Ingo, das liegt vielleicht daran, dass wir weltweit viel mehr Macher mit fast unbegrenzten finanziellen und technologischen Ressourcen haben. Antoine de Saint-Exupéry sagte mal den schlauen Satz: „Die Zukunft soll man nicht voraussehen wollen, sondern möglich machen.“ Wer hätte denn Wikipedia, Google, Twitter, WhatsApp und Youtube voraussehen können? Gerade hat die CIA einen Zukunftsreport zusammen mit dem US-amerikanischen National Intelligence Council (NIC) veröffentlicht, der eigens zum Amtsantritt von Donald Trump zusammengestellt wurde. Er wird ihn trotzdem nicht lesen wollen, weil dort 76-mal das Wort Klimawandel vorkommt: als Ursache für eine Vielzahl kommender Konflikte und als globale Bedrohung.

  • Wirklich ein hochinteressanter Bericht: „Die Welt im Jahr 2035 – gesehen von der CIA“. Der Untertitel dient vielleicht als Warnung, nachdem sich die CIA seit Jahrzehnten ungezählte Fehleinschätzungen geleistet hat. Aber sie hat daraus gelernt und sich gleich zweifach abgesichert. Zunächst schauen ihre Experten nur auf die nächsten fünf Jahre und betrachten die einzelnen Regionen. Und da die Wahrsager nur unscharf aus dem weltweiten Kaffeesatz lesen können, beschreiben sie drei mögliche Szenarien. Im ersten leben die Staaten als „Inseln“, indem sie sich von der Globalisierung protektionistisch abkoppeln. Höre ich da „America First“ heraus? Das zweite, eher konservative Szenario beschreibt die alten und neuen Großmächte als konkurrierende “Orbits“, die außenpolitisch ihre eigenen Reviere erhalten und zu Hause die innenpolitische Situation stabil halten wollen. Sieht ganz nach Europa aus. Interessanter sind die „Communities“. Durch die technologische Entwicklung verlieren die Staaten an Bedeutung. Global agierende Unternehmen, nichtstaatliche Organisationen und sogar einzelne Individuen spielen dann eine größere Rolle bei der Gestaltung der Welt.

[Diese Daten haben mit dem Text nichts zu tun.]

// rover_core/src/perception/coords.rs

//! Conversions between the top-down image, the rover-centric frame and the
//! world grid.
//!
//! Frames used here:
//! - **Image** (`row`, `col`): row 0 at the top of the top-down mask.
//! - **Rover-centric** (`x`, `y`): origin at the bottom-center of the mask,
//!   `x` forward, `y` to the left, in top-down pixels.
//! - **World grid** (`x`, `y`): integer cell indices, clipped into the grid.

use nalgebra::{Point2, Rotation2, Vector2};

use crate::types::{GridCell, Mask, PixelOffset};
use crate::utils::clip;

/// Parallel coordinate lists of the set pixels of one mask, in the
/// rover-centric frame.
#[derive(Debug, Clone, Default, PartialEq)]
pub struct RoverCentricPoints {
    pub xs: Vec<f64>,
    pub ys: Vec<f64>,
}

impl RoverCentricPoints {
    /// Collects every nonzero pixel of `mask`: `x = height - row`,
    /// `y = width / 2 - col`.
    pub fn from_mask(mask: &Mask) -> Self {
        let height = mask.height() as f64;
        let half_width = mask.width() as f64 / 2.0;

        let mut points = Self::default();
        for (col, row, px) in mask.enumerate_pixels() {
            if px[0] != 0 {
                points.xs.push(height - row as f64);
                points.ys.push(half_width - col as f64);
            }
        }
        points
    }

    pub fn len(&self) -> usize {
        self.xs.len()
    }

    pub fn is_empty(&self) -> bool {
        self.xs.is_empty()
    }

    pub fn iter(&self) -> impl Iterator<Item = PixelOffset> + '_ {
        self.xs.iter().copied().zip(self.ys.iter().copied())
    }

    /// Distance (pixels) and angle (radians from the forward axis, positive
    /// left) of every point.
    pub fn to_polar(&self) -> (Vec<f64>, Vec<f64>) {
        self.iter()
            .map(|(x, y)| (x.hypot(y), y.atan2(x)))
            .unzip()
    }
}

/// Rotates rover-centric offsets by `yaw_deg` (counter-clockwise).
pub fn rotate(points: &RoverCentricPoints, yaw_deg: f64) -> Vec<Vector2<f64>> {
    let rotation = Rotation2::new(yaw_deg.to_radians());
    points
        .iter()
        .map(|(x, y)| rotation * Vector2::new(x, y))
        .collect()
}

/// Grid cells hit by one class of points.
#[derive(Debug, Clone, Default, PartialEq, Eq)]
pub struct WorldPoints {
    pub cells: Vec<GridCell>,
}

impl WorldPoints {
    pub fn len(&self) -> usize {
        self.cells.len()
    }

    pub fn is_empty(&self) -> bool {
        self.cells.is_empty()
    }
}

/// Projects rover-centric pixels into world-grid cells for a rover at
/// `position` with heading `yaw_deg`.
///
/// Offsets are rotated, divided by `scale` (pixels per world unit), shifted
/// by the rover position, truncated toward zero and finally clipped into
/// `[0, world_size - 1]` on both axes.
pub fn pix_to_world(
    points: &RoverCentricPoints,
    position: Point2<f64>,
    yaw_deg: f64,
    world_size: usize,
    scale: f64,
) -> WorldPoints {
    let max_index = world_size.saturating_sub(1) as f64;
    let to_cell = |v: f64| clip(v.trunc(), 0.0, max_index) as usize;

    let cells = rotate(points, yaw_deg)
        .into_iter()
        .map(|offset| {
            let world = position + offset / scale;
            (to_cell(world.x), to_cell(world.y))
        })
        .collect();
    WorldPoints { cells }
}

#[cfg(test)]
mod tests {
    use super::*;
    use approx::assert_abs_diff_eq;
    use image::Luma;
    use std::f64::consts::FRAC_PI_4;

    #[test]
    fn mask_pixels_map_to_rover_frame() {
        let mut mask = Mask::new(320, 160);
        // Straight ahead, 10 px up from the bottom edge.
        mask.put_pixel(160, 150, Luma([1]));
        // Left of center.
        mask.put_pixel(150, 159, Luma([1]));

        let points = RoverCentricPoints::from_mask(&mask);
        assert_eq!(points.len(), 2);
        let collected: Vec<_> = points.iter().collect();
        assert!(collected.contains(&(10.0, 0.0)));
        assert!(collected.contains(&(1.0, 10.0)));
    }

    #[test]
    fn polar_angles_are_positive_to_the_left() {
        let points = RoverCentricPoints {
            xs: vec![10.0, 10.0],
            ys: vec![0.0, 10.0],
        };
        let (dists, angles) = points.to_polar();
        assert_abs_diff_eq!(dists[0], 10.0);
        assert_abs_diff_eq!(angles[0], 0.0);
        assert_abs_diff_eq!(dists[1], 200.0_f64.sqrt(), epsilon = 1e-12);
        assert_abs_diff_eq!(angles[1], FRAC_PI_4, epsilon = 1e-12);
    }

    #[test]
    fn world_projection_rotates_scales_and_translates() {
        let points = RoverCentricPoints {
            xs: vec![20.0],
            ys: vec![0.0],
        };
        // Facing +y: a point 20 px ahead lands 2 units north.
        let world = pix_to_world(&points, Point2::new(50.5, 60.5), 90.0, 200, 10.0);
        assert_eq!(world.cells, vec![(50, 62)]);
    }

    #[test]
    fn world_projection_clips_to_grid() {
        let points = RoverCentricPoints {
            xs: vec![-5000.0, 5000.0],
            ys: vec![0.0, 0.0],
        };
        let world = pix_to_world(&points, Point2::new(1.0, 1.0), 0.0, 200, 10.0);
        assert_eq!(world.cells, vec![(0, 1), (199, 1)]);
    }
}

Ich glaube, wir sind schon mitten drin im dritten Szenario. Acht Männer besitzen so viel Vermögen wie die ärmere Hälfte der Weltbevölkerung. In Deutschland sind es 36 Milliardäre, die mehr besitzen als die ärmeren 50%. Aber sind sie deswegen zu beneiden? „Geld allein macht nicht glücklich – aber es ist besser, in einem Taxi zu weinen als in einer Straßenbahn.“ Diese Erkenntnis kommt von Marcel Reich-Ranicki. Angesichts dieser Trends ist es doch beruhigend, dass wir uns noch das monatliche Stammtischbier leisten können.

  • Guter Hinweis, Jupp. Bevor all unser Geld bei den Reichen landet: „Herr Wirt, bitte schnell zwei Bier, bevor wir ganz verarmen.“

Ich bin ein Bewunderer der göttlichen Weltordnung. Die Welt ist einmalig. Aber was die Menschen machen, ist entweder unglaublich gemein, dumm oder komisch.